В связи с этим шел интенсивный обмен письмами между полномочным представителем РСФСР в Грузии Кировым и министром иностранных дел Грузии. Так, в письме на имя господина министра иностранных дел Грузии от 27 июля 1920 года Киров писал: «…Я и мое правительство неоднократно делали Вам и Вашему Правительству соответствующие заверения в гарантии того, что Советской правительство стоит и будет стоять твердо на почве соблюдения мирного договора. Лучшим доказательством этого является хотя бы то, что войска РСФСР, расположенные в пределах Северного Кавказа, значительно сокращены в своем количестве, а X армия, стоящая в Терской области, совершенно расформирована.

Между тем, войска Вашего правительства продолжают занимать прежние позиции, в настоящее время, ими занята нейтральная зона, определенная статьей „3“ пункт 2 и 3 Российско-грузинского договора от 7-го мая с. г. …»

В другом письме от 2 августа 1920 года Киров писал: «После подавления войсками Вашего правительства восстания в Южной Осетии, Горийском и Рачинском уездах, в пределы Терской области стихийно двинулась десятитысячная масса Южной Осетии, которая компактными группами расплылась по Северной Осетии, обостряя ее продовольственное и санитарное положение.

По полученным мною сведениям, вслед за этой волной южных осетин продолжают двигаться все новые и новые группы, ищущие временного пристанища в пределах Терской области.

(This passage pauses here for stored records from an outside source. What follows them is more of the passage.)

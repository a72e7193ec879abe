//! Debug symbol coordination
//!
//! Resource embedding rewrites the assembly, and a careless rewrite can
//! silently strip embedded symbols or orphan a separate symbol file. Because
//! resource-only edits never perturb method-body token layout, coordination
//! reduces to presence/absence bookkeeping: decide what the save pipeline
//! must do with symbols, and verify afterwards that the expected artifacts
//! are still there.
//!
//! The five policies form a closed enum on purpose — every save path is
//! forced to handle all of them explicitly.

use std::path::{Path, PathBuf};

use tracing::debug;

use crate::error::{Result, invalid_debug_type, symbol_desync_risk};
use crate::module::ResourceModule;

/// How the build emits debug symbols for the assembly being rewritten
///
/// Mirrors the `DebugType` build property spellings.
#[derive(Debug, Clone, Copy, PartialEq, Eq)]
pub enum DebugSymbolPolicy {
    /// No symbols are produced
    None,
    /// Separate symbol file with full debug info
    Full,
    /// Separate symbol file without sequence-point line info
    PdbOnly,
    /// Symbol data lives inside the assembly itself
    Embedded,
    /// Separate file in the portable cross-platform format
    Portable,
}

/// What the external writer must do with symbols when saving the module
#[derive(Debug, Clone, PartialEq, Eq)]
pub struct SavePlan {
    /// Rewrite symbol information alongside the module
    pub write_symbols: bool,
    /// Re-attach the embedded symbol stream during save
    pub reattach_embedded: bool,
    /// Separate symbol file the rewritten module must stay in sync with
    pub symbol_file: Option<PathBuf>,
}

impl DebugSymbolPolicy {
    /// Derive the policy from the build configuration, once per embed run
    ///
    /// `debug_symbols == false` means no symbols regardless of the debug
    /// type; unknown debug type spellings are a caller configuration error.
    pub fn from_build_config(debug_symbols: bool, debug_type: &str) -> Result<Self> {
        if !debug_symbols {
            return Ok(Self::None);
        }
        match debug_type.trim().to_ascii_lowercase().as_str() {
            "" | "none" => Ok(Self::None),
            "full" => Ok(Self::Full),
            "pdbonly" => Ok(Self::PdbOnly),
            "embedded" => Ok(Self::Embedded),
            "portable" => Ok(Self::Portable),
            other => Err(invalid_debug_type(other)),
        }
    }

    /// Whether a separate symbol file is expected next to the assembly
    pub fn expects_symbol_file(self) -> bool {
        match self {
            Self::Full | Self::PdbOnly | Self::Portable => true,
            Self::None | Self::Embedded => false,
        }
    }

    /// Path of the separate symbol file for the given assembly
    pub fn symbol_file_path(assembly_path: &Path) -> PathBuf {
        assembly_path.with_extension("pdb")
    }

    /// Decide what the save pipeline must do with symbols
    ///
    /// Fails with `SymbolDesyncRisk` when the policy cannot be honored:
    /// embedded symbols that the module's save pipeline would drop, or an
    /// expected separate symbol file that is already missing.
    pub fn plan_save(self, module: &dyn ResourceModule, assembly_path: &Path) -> Result<SavePlan> {
        match self {
            Self::None => Ok(SavePlan {
                write_symbols: false,
                reattach_embedded: false,
                symbol_file: None,
            }),
            Self::Embedded => {
                if !module.preserves_embedded_symbols() {
                    return Err(symbol_desync_risk(format!(
                        "symbols are embedded in '{}' but the module writer would drop them on save",
                        assembly_path.display()
                    )));
                }
                Ok(SavePlan {
                    write_symbols: true,
                    reattach_embedded: true,
                    symbol_file: None,
                })
            }
            Self::Full | Self::PdbOnly | Self::Portable => {
                let symbol_file = Self::symbol_file_path(assembly_path);
                if !symbol_file.is_file() {
                    return Err(symbol_desync_risk(format!(
                        "expected symbol file '{}' does not exist",
                        symbol_file.display()
                    )));
                }
                debug!(symbol_file = %symbol_file.display(), "separate symbol file stays untouched");
                Ok(SavePlan {
                    write_symbols: true,
                    reattach_embedded: false,
                    symbol_file: Some(symbol_file),
                })
            }
        }
    }

    /// Post-condition check used by test scenarios after the module is saved
    ///
    /// Verifies the separate symbol file is present exactly when the policy
    /// expects one.
    pub fn verify_post_save(self, assembly_path: &Path) -> Result<()> {
        let symbol_file = Self::symbol_file_path(assembly_path);
        let present = symbol_file.is_file();
        if self.expects_symbol_file() && !present {
            return Err(symbol_desync_risk(format!(
                "symbol file '{}' disappeared during save",
                symbol_file.display()
            )));
        }
        Ok(())
    }
}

Как оказывается, это идут не беженцы, а выселенцы из Южной Осетии, которые агентами Вашего Правительства и войсковыми частями ставятся в такое положение, что вынуждены уйти из насиженных мест…»

Обращаясь с подобным посланием к правительству Грузии, Киров опирался на срочную военную телеграмму, полученную из Южной Осетии. Она адресовалась: Тифлис. Советская миссия тов. Кирову. Копия: Москва, тов. Ленину и Чичерину. Ее текст гласил: «Красные повстанцы Южной Осетии, оставшись без патронов, вынуждены были отступить вместе с частью мирных жителей, женщин и детей, до двадцати тысяч человек, в Советскую Терскую область. Огромная же масса осталась в лесах Южной Осетии. Меньшевистские банды правительства Жордания и К° преследуют и истребляют их. Села и деревни, где была провозглашена Советская власть, сожжены.

Просим товарища Кирова принять срочные меры к ограждению граждан Советской Южной Осетии от преследования и истребления».

Деятельность полпредства РСФСР в Грузии протекала в довольно сложных условиях. В письме к Ленину в июле 1920 года Киров сообщал: «…до сих пор не изжиты еще самые уродливые формы проявления к нам совершенно своеобразного внимания со стороны агентов грузинского правительства. Эта невероятная „бдительность” привела к тому, что даже такие невинные органы наши, как представительство Наркомвнешторга, оказались не в состоянии вести какую бы то ни было работу: всякий, выходящий из помещения представителя Наркомвнешторга, подвергался задержанию или аресту, или высылке за пределы Грузии…»

Дипломатическая деятельность Кирова получила одобрение Ленина и наркома иностранных дел Чичерина. Он был включен в состав делегации РСФСР для ведения мирных переговоров с Польшей.

Некоторые авторы приписывали Кирову роль руководителя советской делегации на польско-советских переговорах, проходивших в Риге в сентябре 1920 года. Но сам Киров в автобиографии, написанной им для энциклопедического словаря «Гранат», писал: «…через некоторое время (после возвращения из Грузии. — А.К.) включен в Рижскую делегацию для переговоров с Польшей».

Между тем Кавказское бюро ЦК РКП(б) настаивало на возвращении Сергея Мироновича для работы на Северном Кавказе. 1 октября года Оргбюро ЦК РКП(б) постановило: «Признать желательным возвращение Кирова в Терскую область с рекомендацией на пост председателя облревкома. Снестись с Чичериным по вопросу об ускорении его возвращения из Риги».

30 октября того же года пленум Кавказского бюро ЦК РКП(б) постановил: «Оставить Кирова руководителем партийной и политической ты на Тереке».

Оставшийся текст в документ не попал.